### Exercise directions:
Set down exactly the lines below, starting at the one that contains "let target = self.instructions.get(&successor).ok_or_else(||" and ending at the one that contains "the history: instants", with both of those lines included and nothing else.

### Input data:
┌──

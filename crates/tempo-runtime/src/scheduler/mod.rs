//! Out-of-order task scheduler.
//!
//! This module implements a dependency-tracking scheduler that:
//! - derives true data dependencies from declared read/write sets
//! - partitions eligible instructions by integer priority
//! - samples priorities with a deterministic, fair sawtooth generator
//! - runs every task against an isolated time-capsule snapshot
//! - fuses adjacent compatible instructions through registered rewriters

pub mod config;
pub mod generator;
pub mod processor;
pub mod queue;
pub mod rewrite;

// Internal DAG node representation (not part of the public API).
pub(crate) mod instruction;

// Public exports
pub use config::SchedulerConfig;
pub use generator::PriorityGenerator;
pub use processor::{OutOfOrderProcessor, SchedulerStats};
pub use queue::ReadyQueue;
pub use rewrite::{SimpleTaskRewriter, TaskRewriter};
impl OutOfOrderProcessor {
    /// Creates a processor over the given model data.
    pub fn new(model: ModelData) -> Self {
        Self::with_config(model, SchedulerConfig::default())
    }

    /// Creates a processor with an explicit configuration.
    pub fn with_config(model: ModelData, config: SchedulerConfig) -> Self {
        OutOfOrderProcessor {
            config,
            latest: TimeCapsule::new(model),
            instructions: HashMap::new(),
            latest_writer: HashMap::new(),
            latest_reader: HashMap::new(),
            ready: ReadyQueue::new(),
            rewriters: Vec::new(),
            next_index: 0,
            stats: SchedulerStats::default(),
        }
    }

    /// Registers a rewriter; earlier registrations are tried first.
    pub fn register_rewriter(&mut self, rewriter: Box<dyn TaskRewriter>) {
        self.rewriters.push(rewriter);
    }

    /// Returns `true` iff no instruction is pending.
    pub fn is_empty(&self) -> bool {
        self.instructions.is_empty()
    }

    /// Activity counters.
    pub fn stats(&self) -> SchedulerStats {
        self.stats
    }

    /// Runs `f` against the live model buffer.
    ///
    /// No snapshot repositioning takes place; this observes the data as the
    /// executed instructions left it.
    pub fn with_model<R>(&self, f: impl FnOnce(&mut ModelData) -> R) -> R {
        self.latest.with_data(f)
    }

    /// Wraps a task into an instruction, links it into the DAG, and advances
    /// the post-schedule instant.
    pub fn schedule(&mut self, task: Task) -> InstructionId {
        let id = self.allocate_index();
        let log: DeltaLog = Arc::new(Mutex::new(None));
        let mut instruction =
            Instruction::new(id, task.clone(), self.latest.clone(), Arc::clone(&log));

        for &component in task.writes() {
            if let Some(&writer) = self.latest_writer.get(&component) {
                instruction.add_dependency(writer, component);
            }
            if let Some(&reader) = self.latest_reader.get(&component) {
                if self.latest_writer.get(&component) != Some(&reader) {
                    instruction.add_dependency(reader, component);
                }
            }
        }
        for &component in task.reads() {
            if let Some(&writer) = self.latest_writer.get(&component) {
                instruction.add_dependency(writer, component);
            }
        }

        for &predecessor in instruction.dependencies.keys() {
            if let Some(source) = self.instructions.get_mut(&predecessor) {
                source.dependents.insert(id);
            }
        }
        for &component in task.writes() {
            self.latest_writer.insert(component, id);
        }
        for &component in task.reads() {
            self.latest_reader.insert(component, id);
        }

        // Advance the post-schedule instant. The redo thunk runs the task
        // under capture the first time the instant is materialized and
        // replays the recorded deltas on every later visit; undo reverts
        // them in reverse.
        let redo = {
            let task = task.clone();
            let log = Arc::clone(&log);
            move |data: &mut ModelData| {
                let mut entry = log.lock();
                match entry.as_ref() {
                    Some(deltas) => {
                        for delta in deltas {
                            data.apply_forward(delta);
                        }
                    }
                    None => {
                        data.begin_capture();
                        if let Err(error) = task.execute(data) {
                            warn!(error = %error, "task closure failed during snapshot replay");
                        }
                        *entry = Some(data.end_capture());
                    }
                }
            }
        };
        let undo = {
            let log = Arc::clone(&log);
            move |data: &mut ModelData| {
                if let Some(deltas) = log.lock().as_ref() {
                    for delta in deltas.iter().rev() {
                        data.apply_backward(delta);
                    }
                }
            }
        };
        self.latest = self.latest.modify(redo, undo);

        let priority = task.priority();
        let eligible = instruction.is_ready();
        debug!(
            instruction = id,
            priority,
            reads = ?task.reads(),
            writes = ?task.writes(),
            eligible,
            "scheduled task"
        );
        self.instructions.insert(id, instruction);
        if eligible {
            self.ready.enqueue(id, priority);
        }
        self.stats.scheduled += 1;
        id
    }

    /// Executes the next eligible instruction.
    ///
    /// Returns `Ok(false)` when the ready queue is empty. A task-closure
    /// failure is surfaced as [`RuntimeError::TaskClosure`] after the
    /// instruction has retired; its successors proceed regardless.
    pub fn process_task(&mut self) -> RuntimeResult<bool> {
        let Some(id) = self.ready.dequeue() else {
            return Ok(false);
        };
        let id = self.apply_rewriters(id);

        let instruction = self.instructions.get(&id).ok_or_else(|| {
            RuntimeError::State(format!("dequeued unknown instruction {id}"))
        })?;
        let task = instruction.task.clone();
        let snapshot = instruction.snapshot.clone();
        let logs = instruction.logs.clone();
        let dependents: Vec<InstructionId> = instruction.dependents.iter().copied().collect();

        // Edges carry the components this instruction supplies to each
        // successor; a dependent without a matching edge is a caller error.
        let mut edges: Vec<(InstructionId, Vec<ComponentId>)> =
            Vec::with_capacity(dependents.len());
        for successor in dependents {
            let target = self.instructions.get(&successor).ok_or_else(|| {
                RuntimeError::State(format!(
                    "instruction {id} lists unknown dependent {successor}"
                ))
            })?;
            let components = target
                .dependencies
                .get(&id)
                .map(|set| {
                    let mut components: Vec<_> = set.iter().copied().collect();
                    components.sort();
                    components
                })
                .ok_or(RuntimeError::IndependentTransfer {
                    from: id,
                    to: successor,
                })?;
            edges.push((successor, components));
        }

        trace!(instruction = id, "executing instruction");
        let outcome = snapshot.query(|data| {
            // Discard writes accumulated by snapshot replay; only this
            // task's own writes reach the listeners.
            data.take_written();
            data.begin_capture();
            let result = task.execute(data);
            let deltas = data.end_capture();
            let written = data.take_written();

            // Seal the history: instants covered by fusion become empty,
            // the instruction's own instant holds the captured deltas.
            if let Some((own, covered)) = logs.split_last() {
                for log in covered {
                    *log.lock() = Some(Vec::new());
                }
                *own.lock() = Some(deltas);
            }

            // Transfer outputs, scoped to the components on each edge.
            for (_successor, components) in &edges {
                for &component in components {
                    if let Some(value) = data.get(component).cloned() {
                        data.set_unchecked(component, value);
                    }
                }
            }

            data.notify_changes(&written);
            result
        })?;

        // Retire: drop the outgoing edges, enqueue newly eligible
        // successors, release the latest-access slots still pointing here.
        for (successor, _components) in &edges {
            if let Some(target) = self.instructions.get_mut(successor) {
                target.dependencies.remove(&id);
                if target.is_ready() {
                    self.ready.enqueue(*successor, target.task.priority());
                }
            }
        }
        self.instructions.remove(&id);
        self.latest_writer.retain(|_, writer| *writer != id);
        self.latest_reader.retain(|_, reader| *reader != id);
        self.stats.executed += 1;

        match outcome {
            Ok(()) => {
                trace!(instruction = id, "instruction retired");
                Ok(true)
            }
            Err(error) => {
                self.stats.failed += 1;
                warn!(instruction = id, error = %error, "task closure failed");
                let message = match error {
                    RuntimeError::TaskClosure { message } => message,
                    other => other.to_string(),
                };
                Err(RuntimeError::TaskClosure { message })
            }
        }
    }

    /// Loops [`process_task`](Self::process_task) until no work remains.
    ///
    /// Task-closure failures abort the batch only in strict mode; any other
    /// error is fatal and propagates immediately.
    pub fn process_all_tasks(&mut self) -> RuntimeResult<()> {
        loop {
            match self.process_task() {
                Ok(true) => {}
                Ok(false) => return Ok(()),
                Err(error @ RuntimeError::TaskClosure { .. }) => {
                    if self.config.strict_failures {
                        return Err(error);
                    }
                }
                Err(error) => return Err(error),
            }
        }
    }

    fn allocate_index(&mut self) -> InstructionId {
        let id = self.next_index;
        self.next_index = (self.next_index + 1) % INDEX_LIMIT;
        id
    }

    /// Pre-execution fusion: coalesces the just-dequeued instruction with
    /// successors whose only remaining dependency it is, as long as a
    /// registered rewriter accepts the pair. Returns the instruction to
    /// execute (the final merge result, or the original when nothing fused).
    fn apply_rewriters(&mut self, start: InstructionId) -> InstructionId {
        if self.rewriters.is_empty() {
            return start;
        }
        let mut current = start;
        loop {
            let Some(instruction) = self.instructions.get(&current) else {
                return current;
            };
            let mut fusion: Option<(InstructionId, usize)> = None;
            'scan: for &successor in &instruction.dependents {
                let Some(target) = self.instructions.get(&successor) else {
                    continue;
                };
                if target.dependencies.len() != 1 || !target.dependencies.contains_key(&current)
                {
                    continue;
                }
                for (index, rewriter) in self.rewriters.iter().enumerate() {
                    if rewriter.can_merge(&instruction.task, &target.task) {
                        fusion = Some((successor, index));
                        break 'scan;
                    }
                }
            }
            let Some((successor, rewriter_index)) = fusion else {
                return current;
            };
            current = self.splice(current, successor, rewriter_index);
        }
    }

    /// Replaces `first` and `second` (with `second` depending only on
    /// `first`) by one merged instruction carrying the fused task, the
    /// snapshot of `first`, and the delta logs of both.
    fn splice(
        &mut self,
        first_id: InstructionId,
        second_id: InstructionId,
        rewriter_index: usize,
    ) -> InstructionId {
        let merged_task = {
            let (Some(first), Some(second)) = (
                self.instructions.get(&first_id),
                self.instructions.get(&second_id),
            ) else {
                return first_id;
            };
            self.rewriters[rewriter_index].merge(&first.task, &second.task)
        };
        let Some(first) = self.instructions.remove(&first_id) else {
            return first_id;
        };
        let Some(second) = self.instructions.remove(&second_id) else {
            return first_id;
        };

        let id = self.allocate_index();
        let mut logs = first.logs;
        logs.extend(second.logs);
        let mut merged = Instruction {
            id,
            task: merged_task,
            snapshot: first.snapshot,
            logs,
            dependencies: HashMap::new(),
            dependents: BTreeSet::new(),
        };

        let successors: BTreeSet<InstructionId> = first
            .dependents
            .iter()
            .chain(second.dependents.iter())
            .copied()
            .filter(|&successor| successor != second_id)
            .collect();
        for successor in successors {
            if let Some(target) = self.instructions.get_mut(&successor) {
                let mut components: HashSet<ComponentId> = HashSet::new();
                if let Some(set) = target.dependencies.remove(&first_id) {
                    components.extend(set);
                }
                if let Some(set) = target.dependencies.remove(&second_id) {
                    components.extend(set);
                }
                if !components.is_empty() {
                    target.dependencies.insert(id, components);
                    merged.dependents.insert(successor);
                }
            }
        }

        for writer in self.latest_writer.values_mut() {
            if *writer == first_id || *writer == second_id {
                *writer = id;
            }
        }
        for reader in self.latest_reader.values_mut() {
            if *reader == first_id || *reader == second_id {
                *reader = id;
            }
        }

        self.stats.fused += 1;
        debug!(
            first = first_id,
            second = second_id,
            merged = id,
            "fused adjacent instructions"
        );
        self.instructions.insert(id, merged);
        id
    }
}
use std::fmt::{Display, Formatter};

use serde::{Deserialize, Serialize};
use serde_json::{Map, Value};

use crate::ValidationError;

/// Identifier returned by the order list endpoint for one day.
///
/// Only meaningful as the path segment of the matching detail lookup.
#[derive(Debug, Clone, PartialEq, Eq, Hash, Serialize, Deserialize)]
#[serde(transparent)]
pub struct OrderReference(String);

impl OrderReference {
    pub fn parse(input: &str) -> Result<Self, ValidationError> {
        if input.trim().is_empty() {
            return Err(ValidationError::EmptyOrderReference);
        }
        Ok(Self(input.to_owned()))
    }

    /// Accepts the element shapes the list endpoint is known to return:
    /// strings, and integers rendered as their decimal text.
    pub fn from_json(value: &Value) -> Option<Self> {
        match value {
            Value::String(text) => Self::parse(text).ok(),
            Value::Number(number) if number.is_i64() || number.is_u64() => {
                Some(Self(number.to_string()))
            }
            _ => None,
        }
    }

    pub fn as_str(&self) -> &str {
        &self.0
    }
}

impl Display for OrderReference {
    fn fmt(&self, f: &mut Formatter<'_>) -> std::fmt::Result {
        f.write_str(&self.0)
    }
}

/// One element of a day's order list.
#[derive(Debug, Clone, PartialEq, Eq)]
pub enum ListedOrder {
    Reference(OrderReference),
    /// A blank string: there is nothing to look up.
    Blank(String),
}

impl ListedOrder {
    /// `None` for elements that are neither strings nor integers.
    pub fn from_json(value: &Value) -> Option<Self> {
        match value {
            Value::String(text) if text.trim().is_empty() => Some(Self::Blank(text.clone())),
            other => OrderReference::from_json(other).map(Self::Reference),
        }
    }
}

/// One transaction, exactly as the detail endpoint returned its `order` object.
///
/// Field order and unknown fields survive; monetary amounts stay strings.
#[derive(Debug, Clone, Default, PartialEq, Serialize, Deserialize)]
#[serde(transparent)]
pub struct TransactionRecord(Map<String, Value>);

impl TransactionRecord {
    pub fn empty() -> Self {
        Self::default()
    }

    pub fn from_map(fields: Map<String, Value>) -> Self {
        Self(fields)
    }

    pub fn transaction_id(&self) -> Option<&str> {
        self.0.get("transaction_id").and_then(Value::as_str)
    }

    pub fn get(&self, field: &str) -> Option<&Value> {
        self.0.get(field)
    }

    pub fn is_empty(&self) -> bool {
        self.0.is_empty()
    }
}

/// Why a detail fetch produced no record.
#[derive(Debug, Clone, PartialEq, Eq)]
pub enum SkipReason {
    /// The detail endpoint answered with a non-success status.
    Status(u16),
    /// The request never produced a response.
    Transport(String),
    /// Success status, but the body was not JSON or `order` was not an object.
    MalformedBody(String),
    /// Success status without an `order` key, under a policy that skips it.
    MissingOrder,
    /// The list returned a blank reference; no detail request was made.
    BlankReference,
}

impl Display for SkipReason {
    fn fmt(&self, f: &mut Formatter<'_>) -> std::fmt::Result {
        match self {
            Self::Status(status) => write!(f, "upstream returned status {status}"),
            Self::Transport(message) => write!(f, "transport error: {message}"),
            Self::MalformedBody(message) => write!(f, "malformed body: {message}"),
            Self::MissingOrder => f.write_str("response has no 'order' object"),
            Self::BlankReference => f.write_str("order list returned a blank reference"),
        }
    }
}

/// Outcome of fetching one order detail.
#[derive(Debug, Clone, PartialEq)]
pub enum DetailOutcome {
    Emitted(TransactionRecord),
    Skipped(SkipReason),
}
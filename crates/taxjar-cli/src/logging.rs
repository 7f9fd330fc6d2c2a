use std::io::stderr;

use tracing::level_filters::LevelFilter;
use tracing_subscriber::layer::SubscriberExt;
use tracing_subscriber::util::SubscriberInitExt;
use tracing_subscriber::{fmt, Layer};

pub fn setup_logging(level: LevelFilter) {
    // stdout carries the record stream, so logs go to stderr
    let terminal_log = fmt::layer()
        .with_target(false)
        .with_writer(stderr)
        .with_filter(level);

    tracing_subscriber::registry().with(terminal_log).init();
}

└──

### Reply:
            let target = self.instructions.get(&successor).ok_or_else(|| {
                RuntimeError::State(format!(
                    "instruction {id} lists unknown dependent {successor}"
                ))
            })?;
            let components = target
                .dependencies
                .get(&id)
                .map(|set| {
                    let mut components: Vec<_> = set.iter().copied().collect();
                    components.sort();
                    components
                })
                .ok_or(RuntimeError::IndependentTransfer {
                    from: id,
                    to: successor,
                })?;
            edges.push((successor, components));
        }

        trace!(instruction = id, "executing instruction");
        let outcome = snapshot.query(|data| {
            // Discard writes accumulated by snapshot replay; only this
            // task's own writes reach the listeners.
            data.take_written();
            data.begin_capture();
            let result = task.execute(data);
            let deltas = data.end_capture();
            let written = data.take_written();

            // Seal the history: instants covered by fusion become empty,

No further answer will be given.